No me quieren los suegros ni ver y, las suegras, aconsejan a sus hijas que no salgan con un loco. No me quieren los proxenetas ni los burócratas que antaño fueron magos y ahora son el lance histórico desde que se esfumó el cine mudo. No me quieren ni escritores ni poetas, ya que les digo que no pueden caer más bajo. Mutilo sueños en los que eyaculo y quisiera agradecer en el punto débil de la desventaja, porque la desventaja es un plato de conexus. Todos padecemos el sarampión y la varicela, pero pocos entienden la verdad del silencio. Esa que no ronda la idea de forzar el pensamiento. No me quieren los camareros, ni los hermanos repletos de tanta y tanta soledad.
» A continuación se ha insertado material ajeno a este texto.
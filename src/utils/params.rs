use crate::errors::ToolError;
use serde_json::{Map, Value};

/// An argument counts as supplied when it is non-null and, for strings, not
/// blank. `false` and `0` are real values and stay.
pub fn is_present(value: &Value) -> bool {
    match value {
        Value::Null => false,
        Value::String(text) => !text.trim().is_empty(),
        _ => true,
    }
}

pub fn present_str<'a>(args: &'a Map<String, Value>, key: &str) -> Option<&'a str> {
    args.get(key)
        .and_then(|v| v.as_str())
        .map(str::trim)
        .filter(|s| !s.is_empty())
}

/// Keeps only the entries whose value [`is_present`].
pub fn retain_present(args: &Map<String, Value>) -> Map<String, Value> {
    args.iter()
        .filter(|(_, v)| is_present(v))
        .map(|(k, v)| (k.clone(), v.clone()))
        .collect()
}

/// Copies the listed keys that are present, in the order given.
pub fn pick(args: &Map<String, Value>, keys: &[&str]) -> Map<String, Value> {
    let mut out = Map::new();
    for key in keys {
        if let Some(value) = args.get(*key).filter(|v| is_present(v)) {
            out.insert((*key).to_string(), value.clone());
        }
    }
    out
}

/// Flattens a JSON object into query/form pairs. Arrays repeat the key,
/// nulls are dropped, nested objects are sent as JSON text.
pub fn to_pairs(map: &Map<String, Value>) -> Vec<(String, String)> {
    let mut pairs = Vec::new();
    for (key, value) in map {
        match value {
            Value::Null => {}
            Value::Array(items) => {
                for item in items.iter().filter(|v| !v.is_null()) {
                    pairs.push((key.clone(), render_scalar(item)));
                }
            }
            other => pairs.push((key.clone(), render_scalar(other))),
        }
    }
    pairs
}

fn render_scalar(value: &Value) -> String {
    match value {
        Value::String(text) => text.clone(),
        other => other.to_string(),
    }
}

/// Reads a path-positional argument and renders it as a single URL segment.
pub fn path_segment(args: &Map<String, Value>, key: &str) -> Result<String, ToolError> {
    let rendered = match args.get(key) {
        Some(Value::String(text)) => text.trim().to_string(),
        Some(Value::Number(num)) => num.to_string(),
        Some(Value::Null) | None => {
            return Err(ToolError::invalid_params(format!(
                "{}: missing required field",
                key
            )))
        }
        Some(_) => {
            return Err(ToolError::invalid_params(format!(
                "{}: expected string or integer",
                key
            )))
        }
    };
    if rendered.is_empty() {
        return Err(ToolError::invalid_params(format!("{}: must not be empty", key)));
    }
    if rendered.contains(['/', '\\', '?', '#']) {
        return Err(ToolError::invalid_params(format!(
            "{}: must not contain '/', '\\', '?' or '#'",
            key
        )));
    }
    if is_dot_segment(&rendered) {
        return Err(ToolError::invalid_params(format!(
            "{}: must not be a '.' or '..' segment",
            key
        )));
    }
    Ok(rendered)
}

/// URL parsers collapse `.`/`..` segments, including the `%2e` spellings.
fn is_dot_segment(segment: &str) -> bool {
    let decoded = segment.to_ascii_lowercase().replace("%2e", ".");
    decoded == "." || decoded == ".."
}

/// Comma-separated list, trimmed, blanks removed.
pub fn split_list(raw: &str) -> Vec<String> {
    raw.split(',')
        .map(|part| part.trim().to_lowercase())
        .filter(|part| !part.is_empty())
        .collect()
}
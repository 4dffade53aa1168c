use serde::Serialize;
use serde_json::Value;
use std::error::Error;
use std::fmt;

#[derive(Debug, Clone, Copy, PartialEq, Eq, Serialize)]
#[serde(rename_all = "snake_case")]
pub enum ToolErrorKind {
    InvalidParams,
    Authentication,
    Transport,
    Timeout,
    Internal,
}

#[derive(Debug, Clone, Serialize)]
pub struct ToolError {
    pub kind: ToolErrorKind,
    pub code: String,
    pub message: String,
    #[serde(skip_serializing_if = "Option::is_none")]
    pub hint: Option<String>,
    #[serde(skip_serializing_if = "Option::is_none")]
    pub details: Option<Value>,
}

impl ToolError {
    pub fn new(kind: ToolErrorKind, code: impl Into<String>, message: impl Into<String>) -> Self {
        Self {
            kind,
            code: code.into(),
            message: message.into(),
            hint: None,
            details: None,
        }
    }

    pub fn with_hint(mut self, hint: impl Into<String>) -> Self {
        self.hint = Some(hint.into());
        self
    }

    pub fn with_details(mut self, details: Value) -> Self {
        self.details = Some(details);
        self
    }

    pub fn invalid_params(message: impl Into<String>) -> Self {
        Self::new(ToolErrorKind::InvalidParams, "INVALID_PARAMS", message)
    }

    /// Token issuance was rejected. Carries the remote status and body text.
    pub fn authentication(status: u16, body: impl Into<String>) -> Self {
        let body = body.into();
        Self::new(
            ToolErrorKind::Authentication,
            "AUTHENTICATION_FAILED",
            format!("Authentication failed: {} {}", status, body),
        )
        .with_details(serde_json::json!({ "status": status, "body": body }))
    }

    pub fn transport(message: impl Into<String>) -> Self {
        Self::new(ToolErrorKind::Transport, "TRANSPORT", message)
    }

    pub fn timeout(message: impl Into<String>) -> Self {
        Self::new(ToolErrorKind::Timeout, "TIMEOUT", message)
    }

    pub fn internal(message: impl Into<String>) -> Self {
        Self::new(ToolErrorKind::Internal, "INTERNAL", message)
    }

    pub fn is_authentication(&self) -> bool {
        self.kind == ToolErrorKind::Authentication
    }

    pub fn is_transport(&self) -> bool {
        matches!(self.kind, ToolErrorKind::Transport | ToolErrorKind::Timeout)
    }
}

impl fmt::Display for ToolError {
    fn fmt(&self, f: &mut fmt::Formatter<'_>) -> fmt::Result {
        write!(f, "{}", self.message)
    }
}

impl Error for ToolError {}

impl From<std::io::Error> for ToolError {
    fn from(err: std::io::Error) -> Self {
        ToolError::internal(err.to_string())
    }
}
No me quieren por ser imperfecto. Un mindundi de la clase obrera que nada exige y en los mapas políticos mudos encuentra miles de fronteras. Pasar por ser un esclavo nunca lo tuve tan claro hoy en día. Ahora sé que la verdad es personal, que cada individuo tiene su perspectiva. La venganza es colectiva. Allí van los vengadores como un hambre de la mañana. No me quieren en el circo, en las ferias y las discotecas. Las elipsis son la clave para ser un escritor, haré énfasis en los que nunca me quisieron, no sé si soy libre o libertino, lo que no soy es un liberado.